14 Per poter perdonare veramente abbiamo bisogno di tanto amore. L’unico perdono che possiamo realmente concedere è quello che abbiamo ricevuto da Dio. Solo se si è sperimentato il Padre misericordioso, si diventa fratelli misericordiosi per gli altri uomini. Colui che non perdona, non ama. Colui che perdona poco, ama anche poco. Chi perdona molto, ama molto. Quando lasciamo il confessionale, che è il punto di partenza della nostra missione, sia da un lato che dall’altro della grata, ma specialmente dal lato del penitente, allora si vorrebbe proprio abbracciare tutti, per chieder loro perdono. Io stesso ho sperimentato l’amore di Dio che perdona in modo così gratificante da non chiedere con urgenza altro che: “Accogli anche tu il Suo perdono! Prendi una parte del perdono che ho ricevuto ora in sovrabbondanza. E perdonami che te lo offro così male!”. Con un unico e medesimo gesto (la confessione) si rientra nell’amore di Dio e nell’amore fraterno, nell’unione con Dio e con la Chiesa, dalla quale ci aveva escluso il peccato. Possiamo e dobbiamo amare tutti gli uomini, se Dio ci ha insegnato ad amare in modo nuovo. Se non fosse così, sarebbe un segno che non ci siamo confessati bene e che, pertanto, dovremmo confessarci di nuovo.
Probabilmente il più grande confessore della Chiesa è il santo Curato d’Ars. Grazie a lui abbiamo l’Anno sacerdotale e perciò il nostro attuale incontro, come sacerdoti e vescovi, con il Santo Padre, qui a Roma. Con questo santo parroco ho riflettuto sul mistero della santa confessione, giacché il suo quotidiano ministero della riconciliazione, nel confessionale ad Ars, lo ha fatto diventare un grande missionario per il mondo: si è detto che come confessore ha vinto spiritualmente la Rivoluzione francese. Ciò che mi ha ispirato questo dialogo spirituale con Jean-Marie Vianney l’ho detto qui. Però, mi ha ricordato ancora qualcosa di molto importante.

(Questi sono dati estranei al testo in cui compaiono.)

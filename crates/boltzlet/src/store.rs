//! On-disk job store.
//!
//! Layout under the jobs root:
//!
//! ```text
//! <root>/<job_id>/job_info.json      record (atomically replaced)
//! <root>/<job_id>/boltz_input.yaml   predictor input
//! <root>/<job_id>/boltz_output/      predictor output tree
//! ```
//!
//! The store holds no job state in memory. Every read goes to disk.

use std::fs;
use std::io::{self, Write};
use std::path::{Path, PathBuf};

use crate::job::{JobId, JobRecord};

pub const RECORD_FILE: &str = "job_info.json";
pub const OUTPUT_DIR: &str = "boltz_output";

const STALE_RUNNING_DETAIL: &str = "interrupted: server restarted before the predictor finished";

#[derive(Debug, thiserror::Error)]
pub enum StoreError {
    #[error("I/O error at {path}: {source}")]
    Io {
        path: PathBuf,
        #[source]
        source: io::Error,
    },
    #[error("malformed job record {path}: {source}")]
    Json {
        path: PathBuf,
        #[source]
        source: serde_json::Error,
    },
}

impl StoreError {
    fn io(path: &Path, source: io::Error) -> Self {
        Self::Io {
            path: path.to_path_buf(),
            source,
        }
    }
}

/// Handle to the jobs root. Cheap to clone.
#[derive(Debug, Clone)]
pub struct JobStore {
    root: PathBuf,
}

impl JobStore {
    /// Open the store, creating the root directory if needed.
    pub fn open(root: impl Into<PathBuf>) -> Result<Self, StoreError> {
        let root = root.into();
        fs::create_dir_all(&root).map_err(|e| StoreError::io(&root, e))?;
        tracing::debug!(root = %root.display(), "Opened job store");
        Ok(Self { root })
    }

    pub fn root(&self) -> &Path {
        &self.root
    }

    pub fn job_dir(&self, id: &JobId) -> PathBuf {
        self.root.join(id.as_str())
    }

    pub fn output_dir(&self, id: &JobId) -> PathBuf {
        self.job_dir(id).join(OUTPUT_DIR)
    }

    fn record_path(&self, id: &JobId) -> PathBuf {
        self.job_dir(id).join(RECORD_FILE)
    }

    pub fn exists(&self, id: &JobId) -> bool {
        self.job_dir(id).is_dir()
    }

    /// Ensure the job directory exists. Succeeds if it already does.
    pub fn create_job_dir(&self, id: &JobId) -> Result<PathBuf, StoreError> {
        let dir = self.job_dir(id);
        fs::create_dir_all(&dir).map_err(|e| StoreError::io(&dir, e))?;
        Ok(dir)
    }

    pub fn create_output_dir(&self, id: &JobId) -> Result<PathBuf, StoreError> {
        let dir = self.output_dir(id);
        fs::create_dir_all(&dir).map_err(|e| StoreError::io(&dir, e))?;
        Ok(dir)
    }

    /// Replace the job's record.
    ///
    /// Writes a uniquely named sibling temp file and renames it over the
    /// record, so readers see either the old or the new record in full.
    pub fn put(&self, record: &JobRecord) -> Result<(), StoreError> {
        let path = self.record_path(&record.job_id);
        let json = serde_json::to_vec_pretty(record).map_err(|e| StoreError::Json {
            path: path.clone(),
            source: e,
        })?;

        let temp_path = self
            .job_dir(&record.job_id)
            .join(format!(".{}.{}.tmp", RECORD_FILE, uuid::Uuid::new_v4()));
        let write = || -> io::Result<()> {
            let mut file = fs::File::create(&temp_path)?;
            file.write_all(&json)?;
            file.sync_all()?;
            fs::rename(&temp_path, &path)
        };
        if let Err(e) = write() {
            let _ = fs::remove_file(&temp_path);
            return Err(StoreError::io(&path, e));
        }

        tracing::debug!(job_id = %record.job_id, status = %record.status, "Saved job record");
        Ok(())
    }

    /// Load the job's record. `None` when the job or its record does not exist.
    pub fn get(&self, id: &JobId) -> Result<Option<JobRecord>, StoreError> {
        let path = self.record_path(id);
        let bytes = match fs::read(&path) {
            Ok(bytes) => bytes,
            Err(e) if e.kind() == io::ErrorKind::NotFound => return Ok(None),
            Err(e) => return Err(StoreError::io(&path, e)),
        };
        serde_json::from_slice(&bytes)
            .map(Some)
            .map_err(|e| StoreError::Json { path, source: e })
    }

    /// All readable records, newest first.
    ///
    /// Directories that do not follow the job naming convention are ignored.
    /// Records that fail to load are skipped with a warning.
    pub fn list_all(&self) -> Result<Vec<JobRecord>, StoreError> {
        let entries = fs::read_dir(&self.root).map_err(|e| StoreError::io(&self.root, e))?;

        let mut records = Vec::new();
        for entry in entries {
            let entry = match entry {
                Ok(entry) => entry,
                Err(e) => {
                    tracing::warn!(error = %e, "Failed to read jobs directory entry");
                    continue;
                }
            };
            if !entry.file_type().is_ok_and(|t| t.is_dir()) {
                continue;
            }
            let Some(id) = entry.file_name().to_str().and_then(JobId::parse) else {
                continue;
            };

            match self.get(&id) {
                Ok(Some(record)) => records.push(record),
                Ok(None) => {}
                Err(e) => tracing::warn!(job_id = %id, error = %e, "Failed to load job record"),
            }
        }

        records.sort_by(|a, b| b.created_at.cmp(&a.created_at));
        Ok(records)
    }

    /// Close out records left `running` by a previous server process.
    ///
    /// The process that owned them is gone, so their outcome is unknown. They
    /// are moved to `error` and never re-run. Returns how many were updated.
    pub fn reconcile_stale(&self) -> Result<usize, StoreError> {
        let mut reconciled = 0;
        for mut record in self.list_all()? {
            if record.is_terminal() {
                continue;
            }
            if record.set_error(STALE_RUNNING_DETAIL).is_err() {
                continue;
            }
            self.put(&record)?;
            tracing::warn!(job_id = %record.job_id, "Marked stale running job as error");
            reconciled += 1;
        }
        Ok(reconciled)
    }
}

#[cfg(test)]
mod tests {
    use super::*;
    use crate::job::JobStatus;
    use crate::request::PredictionRequest;
    use serde_json::json;

    fn store() -> (tempfile::TempDir, JobStore) {
        let dir = tempfile::tempdir().unwrap();
        let store = JobStore::open(dir.path().join("jobs")).unwrap();
        (dir, store)
    }

    fn record_for(store: &JobStore, id: &str, created_at: &str) -> JobRecord {
        let id = JobId::parse(id).unwrap();
        let request: PredictionRequest = serde_json::from_value(json!({
            "sequences": [{"entity_type": "protein", "id": "A", "sequence": "MVTPEG"}]
        }))
        .unwrap();
        let dir = store.job_dir(&id);
        let mut record = JobRecord::running(
            id.clone(),
            &request,
            &dir,
            &dir.join("boltz_input.yaml"),
            &store.output_dir(&id),
            "boltz predict boltz_input.yaml".to_string(),
        );
        record.created_at = created_at.to_string();
        record
    }

    #[test]
    fn open_creates_root() {
        let dir = tempfile::tempdir().unwrap();
        let root = dir.path().join("nested").join("jobs");
        JobStore::open(&root).unwrap();
        assert!(root.is_dir());
    }

    #[test]
    fn create_job_dir_is_idempotent() {
        let (_tmp, store) = store();
        let id = JobId::generate();
        let first = store.create_job_dir(&id).unwrap();
        let second = store.create_job_dir(&id).unwrap();
        assert_eq!(first, second);
        assert!(store.exists(&id));
    }

    #[test]
    fn create_job_dir_propagates_io_errors() {
        let (_tmp, store) = store();
        let id = JobId::generate();
        // A regular file where the job directory should go.
        fs::write(store.job_dir(&id), b"not a directory").unwrap();
        assert!(matches!(store.create_job_dir(&id), Err(StoreError::Io { .. })));
    }

    #[test]
    fn get_missing_is_none() {
        let (_tmp, store) = store();
        let id = JobId::generate();
        assert!(store.get(&id).unwrap().is_none());

        store.create_job_dir(&id).unwrap();
        assert!(store.get(&id).unwrap().is_none());
    }

    #[test]
    fn put_then_get_overwrites() {
        let (_tmp, store) = store();
        let mut record = record_for(&store, "job_20250101_000000_aaaaaaaa", "2025-01-01T00:00:00.000000Z");
        store.create_job_dir(&record.job_id).unwrap();
        store.put(&record).unwrap();
        assert_eq!(store.get(&record.job_id).unwrap().unwrap().status, JobStatus::Running);

        record.complete("done".into(), String::new()).unwrap();
        store.put(&record).unwrap();
        let loaded = store.get(&record.job_id).unwrap().unwrap();
        assert_eq!(loaded, record);
    }

    #[test]
    fn put_leaves_no_temp_files() {
        let (_tmp, store) = store();
        let record = record_for(&store, "job_20250101_000000_aaaaaaaa", "2025-01-01T00:00:00.000000Z");
        store.create_job_dir(&record.job_id).unwrap();
        store.put(&record).unwrap();
        store.put(&record).unwrap();

        let names: Vec<_> = fs::read_dir(store.job_dir(&record.job_id))
            .unwrap()
            .map(|e| e.unwrap().file_name().into_string().unwrap())
            .collect();
        assert_eq!(names, vec![RECORD_FILE.to_string()]);
    }

    #[test]
    fn concurrent_reader_never_sees_partial_record() {
        let (_tmp, store) = store();
        let small = record_for(&store, "job_20250101_000000_aaaaaaaa", "2025-01-01T00:00:00.000000Z");
        let mut large = small.clone();
        large.complete("x".repeat(256 * 1024), String::new()).unwrap();
        store.create_job_dir(&small.job_id).unwrap();
        store.put(&small).unwrap();

        let done = std::sync::atomic::AtomicBool::new(false);
        std::thread::scope(|scope| {
            scope.spawn(|| {
                for i in 0..200 {
                    let record = if i % 2 == 0 { &large } else { &small };
                    store.put(record).unwrap();
                }
                done.store(true, std::sync::atomic::Ordering::SeqCst);
            });

            let mut reads = 0;
            while !done.load(std::sync::atomic::Ordering::SeqCst) || reads == 0 {
                let loaded = store.get(&small.job_id).unwrap().unwrap();
                assert!(loaded == small || loaded == large);
                reads += 1;
            }
        });
    }

    #[test]
    fn put_without_job_dir_fails() {
        let (_tmp, store) = store();
        let record = record_for(&store, "job_20250101_000000_aaaaaaaa", "2025-01-01T00:00:00.000000Z");
        assert!(store.put(&record).is_err());
    }

    #[test]
    fn list_all_sorts_newest_first_and_skips_bad_entries() {
        let (_tmp, store) = store();
        for (id, at) in [
            ("job_20250101_000000_aaaaaaaa", "2025-01-01T00:00:00.000000Z"),
            ("job_20250301_000000_cccccccc", "2025-03-01T00:00:00.000000Z"),
            ("job_20250201_000000_bbbbbbbb", "2025-02-01T00:00:00.000000Z"),
        ] {
            let record = record_for(&store, id, at);
            store.create_job_dir(&record.job_id).unwrap();
            store.put(&record).unwrap();
        }

        // Corrupt record, directory without record, foreign directory.
        let corrupt = store.root().join("job_20250401_000000_dddddddd");
        fs::create_dir_all(&corrupt).unwrap();
        fs::write(corrupt.join(RECORD_FILE), b"{ not json").unwrap();
        fs::create_dir_all(store.root().join("job_20250501_000000_eeeeeeee")).unwrap();
        fs::create_dir_all(store.root().join("scratch")).unwrap();
        fs::write(store.root().join("scratch").join(RECORD_FILE), b"{}").unwrap();

        let ids: Vec<_> = store
            .list_all()
            .unwrap()
            .into_iter()
            .map(|r| r.job_id.to_string())
            .collect();
        assert_eq!(
            ids,
            vec![
                "job_20250301_000000_cccccccc",
                "job_20250201_000000_bbbbbbbb",
                "job_20250101_000000_aaaaaaaa",
            ]
        );
    }

    #[test]
    fn reconcile_stale_moves_running_to_error() {
        let (_tmp, store) = store();
        let running = record_for(&store, "job_20250101_000000_aaaaaaaa", "2025-01-01T00:00:00.000000Z");
        let mut done = record_for(&store, "job_20250102_000000_bbbbbbbb", "2025-01-02T00:00:00.000000Z");
        done.complete(String::new(), String::new()).unwrap();
        for record in [&running, &done] {
            store.create_job_dir(&record.job_id).unwrap();
            store.put(record).unwrap();
        }

        assert_eq!(store.reconcile_stale().unwrap(), 1);

        let stale = store.get(&running.job_id).unwrap().unwrap();
        assert_eq!(stale.status, JobStatus::Error);
        assert!(stale.error.unwrap().contains("restarted"));
        assert!(stale.completed_at.is_some());
        assert_eq!(store.get(&done.job_id).unwrap().unwrap(), done);

        assert_eq!(store.reconcile_stale().unwrap(), 0);
    }
}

15 Amiamo tutti, perdoniamo tutti! Attenzione però, in questo, a non dimenticare una persona! Esiste un essere, infatti, che ci delude e ci pesa, un essere del quale siamo costantemente insoddisfatti: noi stessi. Spesso ne abbiamo abbastanza di noi stessi. Siamo stufi della nostra mediocrità e stanchi della nostra propria monotonia. Viviamo in uno stato d’animo freddo e anche con un’incredibile indifferenza per questo prossimo, che è il più prossimo che Dio ci ha affidato perché facciamo in modo che sia toccato dal perdono divino. Questo prossimo più prossimo siamo noi stessi. Si legge, infatti, che dobbiamo amare il nostro prossimo come noi stessi (cfr. Lv 19, 18). Dunque dobbiamo amare anche noi stessi, così come cerchiamo di amare il nostro prossimo. Dobbiamo chiedere a Dio, allora, che ci insegni a perdonare a noi stessi: la rabbia del nostro orgoglio, le delusioni della nostra ambizione. PreghiamoLo che la bontà, la tenerezza, la pazienza e la fiducia indicibile con la quale Egli ci perdona ci conquisti a tal punto che ci liberiamo dalla stanchezza di noi stessi che ci accompagna dappertutto, e spesso neanche ci causa vergogna. Non possiamo riconoscere l’amore di Dio per noi senza modificare anche l’opinione che abbiamo di noi stessi, senza riconoscere a Dio stesso il diritto di amarci. Il perdono di Dio ci riconcilia con Lui, con noi, con i nostri fratelli e sorelle e con tutto il mondo. Ci rende autentici missionari.
Lo credete, cari fratelli? Provate a farlo, oggi stesso!